The next exhibit was super creepy: termites! Termites are everywhere in New Orleans. And, here we could listen to them on a phone, which offered a horrifying soundtrack of termites chewing away on a house; or watch them on this 1960s TV, which was filled with squirming, opalescent, disgusting termites wriggling away. Yuck!
The termite room led to a scenic swamp complete with gator breaking free. Go Gators!
Trying on their exoskeletons.
Squash that bug!
The Insectarium ends in a Butterfly Garden. Harper’s single focus was on getting a butterfly to land on her. Her patience paid off with a new shoulder friend.
Penn reached out his arm and found a fluttery accessory.
Of all people, it was Mr. Ned Davis who proved irresistible to the b-flies. First, one landed on his face, moving over to his hat brim. That expression is priceless.
Then, an iridescent blue butterfly about the size of an apple landed on his back–and would not move.
Attack of the butterflies!
We loved the Insectarium! Who knew one could spend an entire afternoon falling in love with bugs.
Dinner that night was at Meril–Emeril Lagasse’s new small plate, casual eatery. The food was delicious, the service mediocre, and the dessert was on fire. Literally! Meril’s birthday dessert is a huge serving of cherry cotton candy with a side of super-powered sparkler. Several were served while we ate our dinner, and Harper’s eyes lit up each time one went by. She was disappointed to see it wasn’t on the regular menu, but while she was away from the table, we convinced our server to bring her one. Yes! Joy! (And, for some reason, it was completely free.)

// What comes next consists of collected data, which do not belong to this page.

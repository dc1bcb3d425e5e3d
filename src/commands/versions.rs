//! # Versions Command Implementation
//!
//! This module implements the `versions` subcommand, which lists the distinct
//! concrete versions the manifest knows for a service, newest first.
//!
//! When the data directory has no `manifest.json`, a manifest is built on the
//! fly from the descriptor file names.

use anyhow::Result;
use clap::Args;
use log::info;
use std::path::PathBuf;

use descriptor_registry::defaults::{self, DATA_DIR_ENV};
use descriptor_registry::manifest::Manifest;
use descriptor_registry::suggestions;

/// List the concrete versions known for a service
#[derive(Args, Debug)]
pub struct VersionsArgs {
    /// Service name (e.g. "dynamodb")
    pub service: String,

    /// Directory holding the bundled descriptors
    #[arg(long, value_name = "DIR", env = DATA_DIR_ENV)]
    pub data_dir: Option<PathBuf>,

    /// Output in JSON format
    #[arg(long)]
    pub json: bool,
}

/// Execute the `versions` command.
pub fn execute(args: VersionsArgs) -> Result<()> {
    let data_dir = args.data_dir.unwrap_or_else(defaults::default_data_dir);
    if !data_dir.is_dir() {
        return Err(suggestions::data_dir_not_found(&data_dir));
    }

    let manifest_path = defaults::default_manifest_path(&data_dir);
    let manifest = if manifest_path.is_file() {
        Manifest::load(&manifest_path).map_err(suggestions::with_hint)?
    } else {
        info!(
            "No manifest in {}; scanning descriptor files",
            data_dir.display()
        );
        Manifest::from_directory(&data_dir).map_err(suggestions::with_hint)?
    };

    let versions = manifest.list_versions(&args.service);

    if args.json {
        println!("{}", serde_json::to_string(&versions)?);
    } else if versions.is_empty() {
        eprintln!("No versions found for service '{}'", args.service);
    } else {
        for version in versions {
            println!("{}", version);
        }
    }
    Ok(())
}
//! # Manifest Command Implementation
//!
//! This module implements the `manifest` subcommand.
//!
//! ## Subcommands
//!
//! - **`build`**: Generate a manifest from the descriptor files in a directory
//! - **`show`**: Print the alias table for one service, or every service name

use anyhow::{Context, Result};
use clap::{Args, Subcommand};
use std::path::PathBuf;

use descriptor_registry::manifest::Manifest;
use descriptor_registry::suggestions;

/// Work with manifest files
#[derive(Args, Debug)]
pub struct ManifestArgs {
    /// Subcommand to execute
    #[command(subcommand)]
    pub command: ManifestSubcommand,
}

#[derive(Subcommand, Debug)]
pub enum ManifestSubcommand {
    /// Generate a manifest by scanning descriptor files
    Build(BuildArgs),
    /// Print manifest contents
    Show(ShowArgs),
}

/// Arguments for the manifest build command
#[derive(Args, Debug)]
pub struct BuildArgs {
    /// Directory holding `{service}-{version}.api.*` files
    pub dir: PathBuf,

    /// Write the manifest here instead of stdout
    #[arg(short, long, value_name = "FILE")]
    pub output: Option<PathBuf>,
}

/// Arguments for the manifest show command
#[derive(Args, Debug)]
pub struct ShowArgs {
    /// Manifest file to read
    #[arg(value_name = "FILE")]
    pub path: PathBuf,

    /// Only show this service's alias table
    #[arg(long)]
    pub service: Option<String>,
}

/// Execute the `manifest` command.
pub fn execute(args: ManifestArgs) -> Result<()> {
    match args.command {
        ManifestSubcommand::Build(build_args) => execute_build(build_args),
        ManifestSubcommand::Show(show_args) => execute_show(show_args),
    }
}

fn execute_build(args: BuildArgs) -> Result<()> {
    if !args.dir.is_dir() {
        return Err(suggestions::data_dir_not_found(&args.dir));
    }
    let manifest = Manifest::from_directory(&args.dir).map_err(suggestions::with_hint)?;

    match args.output {
        Some(output) => {
            manifest
                .save(&output)
                .with_context(|| format!("Failed to write {}", output.display()))?;
            println!(
                "Wrote {} ({} services)",
                output.display(),
                manifest.len()
            );
        }
        None => println!("{}", serde_json::to_string_pretty(&manifest)?),
    }
    Ok(())
}

fn execute_show(args: ShowArgs) -> Result<()> {
    let manifest = Manifest::load(&args.path).map_err(suggestions::with_hint)?;

    match args.service {
        Some(service) => {
            let table = manifest.versions_table(&service).with_context(|| {
                format!(
                    "Service '{}' is not in {}",
                    service,
                    args.path.display()
                )
            })?;
            for (alias, version) in table {
                println!("{} -> {}", alias, version);
            }
        }
        None => {
            for service in manifest.services() {
                println!("{}", service);
            }
        }
    }
    Ok(())
}

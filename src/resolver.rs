//! # Resolver
//!
//! Providers treat "no answer" as a normal outcome. The resolver is where a
//! caller that needs a descriptor turns that outcome into
//! [`Error::UnresolvedDescriptor`], so it always ends up with usable data or
//! an explicit error.

use crate::document::{Descriptor, DocumentType};
use crate::error::{Error, Result};
use crate::provider::Provider;

/// Resolve a descriptor by type token, failing if the provider has no answer.
pub fn resolve<P: Provider + ?Sized>(
    provider: &P,
    doc_type: &str,
    service: &str,
    version: &str,
) -> Result<Descriptor> {
    let doc_type = doc_type.parse::<DocumentType>()?;
    resolve_type(provider, doc_type, service, version)
}

/// Resolve a descriptor of a known type, failing if the provider has no answer.
pub fn resolve_type<P: Provider + ?Sized>(
    provider: &P,
    doc_type: DocumentType,
    service: &str,
    version: &str,
) -> Result<Descriptor> {
    provider
        .provide(doc_type, service, version)?
        .ok_or_else(|| Error::UnresolvedDescriptor {
            doc_type: doc_type.to_string(),
            service: service.to_string(),
            version: version.to_string(),
        })
}

/// A provider paired with the resolve-or-fail contract.
#[derive(Debug)]
pub struct Resolver<P> {
    provider: P,
}

impl<P: Provider> Resolver<P> {
    /// Wrap a provider
    pub fn new(provider: P) -> Self {
        Self { provider }
    }

    /// The wrapped provider
    pub fn provider(&self) -> &P {
        &self.provider
    }

    /// See [`resolve`].
    pub fn resolve(&self, doc_type: &str, service: &str, version: &str) -> Result<Descriptor> {
        resolve(&self.provider, doc_type, service, version)
    }

    /// Resolve an API model.
    pub fn api(&self, service: &str, version: &str) -> Result<Descriptor> {
        resolve_type(&self.provider, DocumentType::Api, service, version)
    }

    /// Resolve a paginator definition.
    pub fn paginator(&self, service: &str, version: &str) -> Result<Descriptor> {
        resolve_type(&self.provider, DocumentType::Paginator, service, version)
    }

    /// Resolve a waiter definition.
    pub fn waiter(&self, service: &str, version: &str) -> Result<Descriptor> {
        resolve_type(&self.provider, DocumentType::Waiter, service, version)
    }
}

Nothing complements a chocolate chocolate crepe like one’s sister’s cotton candy 🙂
After dinner in the Warehouse district, we hot-stepped it back to the Quarter to Preservation Hall. We had tickets for the 8pm show, and we got there just in time to go back in time. All the times I’ve been in New Orleans, I’ve never gone to the Hall. It was magical. The entire world seemed to drift away, pushed out of time by this small room with its sepia walls, hard benches, floor cushions, and golden lights. No photos are allowed, but I still snuck a few.
The kids were enthralled throughout the show–as were we. The band, the Joint Chiefs of Jazz, were led by a soft-spoken but magnetic gentleman drummer whose father had played for Bessie Smith. Among the songs they played was “What a Wonderful World”–too perfect. We chatted with the musicians on the way out, and they thanked us for bringing the kids to introduce them to jazz and keep it alive. As we exited, Penn went straight for the vinyl, picking up a Preservation Hall compilation. He asked if we could come back the next night. Harper said she loved it. I said the Hall was magical.
We walked back down Decatur to our hotel and found one of NOLA’s things: lit-up bicycle groups. Look for the colorful circles in mid frame below.
This one was having some internal conflict: a bicycle-novela. So, we let them be and enjoyed another gorgeous NOLA-night.